The problem >>
Copy each line of the data beneath in which the word "crate" appears.

Materials provided >>
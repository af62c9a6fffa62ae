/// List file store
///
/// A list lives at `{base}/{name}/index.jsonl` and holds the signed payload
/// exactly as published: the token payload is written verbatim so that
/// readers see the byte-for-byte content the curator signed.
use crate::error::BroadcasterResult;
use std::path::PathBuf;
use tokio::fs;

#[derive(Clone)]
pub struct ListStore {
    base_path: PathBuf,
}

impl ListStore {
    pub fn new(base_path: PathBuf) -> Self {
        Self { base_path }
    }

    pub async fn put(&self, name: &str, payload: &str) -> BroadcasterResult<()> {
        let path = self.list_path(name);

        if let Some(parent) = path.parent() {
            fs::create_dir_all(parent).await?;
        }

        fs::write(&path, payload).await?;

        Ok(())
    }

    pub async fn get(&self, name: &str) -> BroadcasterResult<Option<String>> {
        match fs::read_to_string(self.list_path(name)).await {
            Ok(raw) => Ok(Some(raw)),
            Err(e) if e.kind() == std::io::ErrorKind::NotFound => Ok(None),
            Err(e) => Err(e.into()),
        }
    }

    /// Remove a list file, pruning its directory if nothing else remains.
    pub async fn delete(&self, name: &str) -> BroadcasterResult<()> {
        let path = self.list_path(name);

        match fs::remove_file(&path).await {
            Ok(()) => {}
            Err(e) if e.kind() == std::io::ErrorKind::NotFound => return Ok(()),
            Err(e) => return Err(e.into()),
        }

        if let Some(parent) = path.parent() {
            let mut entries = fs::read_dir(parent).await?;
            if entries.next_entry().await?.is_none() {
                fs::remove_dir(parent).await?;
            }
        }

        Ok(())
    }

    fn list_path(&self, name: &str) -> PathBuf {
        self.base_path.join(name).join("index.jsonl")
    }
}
---
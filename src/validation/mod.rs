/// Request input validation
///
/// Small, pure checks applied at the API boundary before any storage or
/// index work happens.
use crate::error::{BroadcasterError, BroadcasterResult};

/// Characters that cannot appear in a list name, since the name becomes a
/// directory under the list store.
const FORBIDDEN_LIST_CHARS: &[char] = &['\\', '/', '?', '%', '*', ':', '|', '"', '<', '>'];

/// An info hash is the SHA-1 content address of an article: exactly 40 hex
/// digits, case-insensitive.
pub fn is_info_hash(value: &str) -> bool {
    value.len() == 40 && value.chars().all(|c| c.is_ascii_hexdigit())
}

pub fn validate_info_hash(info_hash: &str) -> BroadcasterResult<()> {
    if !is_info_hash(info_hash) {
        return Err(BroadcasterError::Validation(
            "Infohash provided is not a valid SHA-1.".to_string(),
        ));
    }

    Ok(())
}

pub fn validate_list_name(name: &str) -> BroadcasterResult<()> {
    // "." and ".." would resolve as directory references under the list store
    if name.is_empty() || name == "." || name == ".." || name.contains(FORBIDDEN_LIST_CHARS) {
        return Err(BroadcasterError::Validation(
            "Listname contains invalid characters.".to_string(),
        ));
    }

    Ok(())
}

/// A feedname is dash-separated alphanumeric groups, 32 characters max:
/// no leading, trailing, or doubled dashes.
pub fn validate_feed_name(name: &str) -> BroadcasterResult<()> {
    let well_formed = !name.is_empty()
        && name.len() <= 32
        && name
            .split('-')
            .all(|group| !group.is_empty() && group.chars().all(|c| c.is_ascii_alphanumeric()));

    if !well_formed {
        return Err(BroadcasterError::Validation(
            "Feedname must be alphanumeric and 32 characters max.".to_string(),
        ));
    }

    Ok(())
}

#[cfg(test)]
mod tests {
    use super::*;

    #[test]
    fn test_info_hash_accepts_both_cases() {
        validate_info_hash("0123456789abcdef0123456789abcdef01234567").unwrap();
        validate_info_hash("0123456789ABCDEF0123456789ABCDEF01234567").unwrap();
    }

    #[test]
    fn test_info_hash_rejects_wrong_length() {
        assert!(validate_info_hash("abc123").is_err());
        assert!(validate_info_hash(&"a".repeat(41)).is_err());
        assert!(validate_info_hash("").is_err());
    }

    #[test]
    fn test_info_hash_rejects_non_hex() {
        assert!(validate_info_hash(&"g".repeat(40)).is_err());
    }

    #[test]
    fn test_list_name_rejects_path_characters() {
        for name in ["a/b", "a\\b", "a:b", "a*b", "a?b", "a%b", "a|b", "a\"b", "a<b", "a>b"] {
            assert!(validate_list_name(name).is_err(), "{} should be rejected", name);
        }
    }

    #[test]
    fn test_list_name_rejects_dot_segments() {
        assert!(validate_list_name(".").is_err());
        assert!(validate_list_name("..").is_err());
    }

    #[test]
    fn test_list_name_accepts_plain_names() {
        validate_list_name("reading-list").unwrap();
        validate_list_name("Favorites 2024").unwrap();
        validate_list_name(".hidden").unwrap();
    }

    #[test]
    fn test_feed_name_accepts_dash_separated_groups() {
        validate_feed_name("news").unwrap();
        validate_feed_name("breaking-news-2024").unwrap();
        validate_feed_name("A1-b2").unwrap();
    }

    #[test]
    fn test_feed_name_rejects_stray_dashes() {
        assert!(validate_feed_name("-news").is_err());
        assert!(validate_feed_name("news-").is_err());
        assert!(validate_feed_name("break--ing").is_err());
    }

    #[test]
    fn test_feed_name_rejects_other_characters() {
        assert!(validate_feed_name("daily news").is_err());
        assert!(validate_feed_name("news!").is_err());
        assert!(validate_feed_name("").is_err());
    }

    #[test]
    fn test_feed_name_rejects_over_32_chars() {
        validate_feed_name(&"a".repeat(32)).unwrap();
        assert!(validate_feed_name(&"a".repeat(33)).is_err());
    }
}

Response for this exercise >>
use crate::error::BroadcasterResult;
use crate::error::{BroadcasterError, BroadcasterResult};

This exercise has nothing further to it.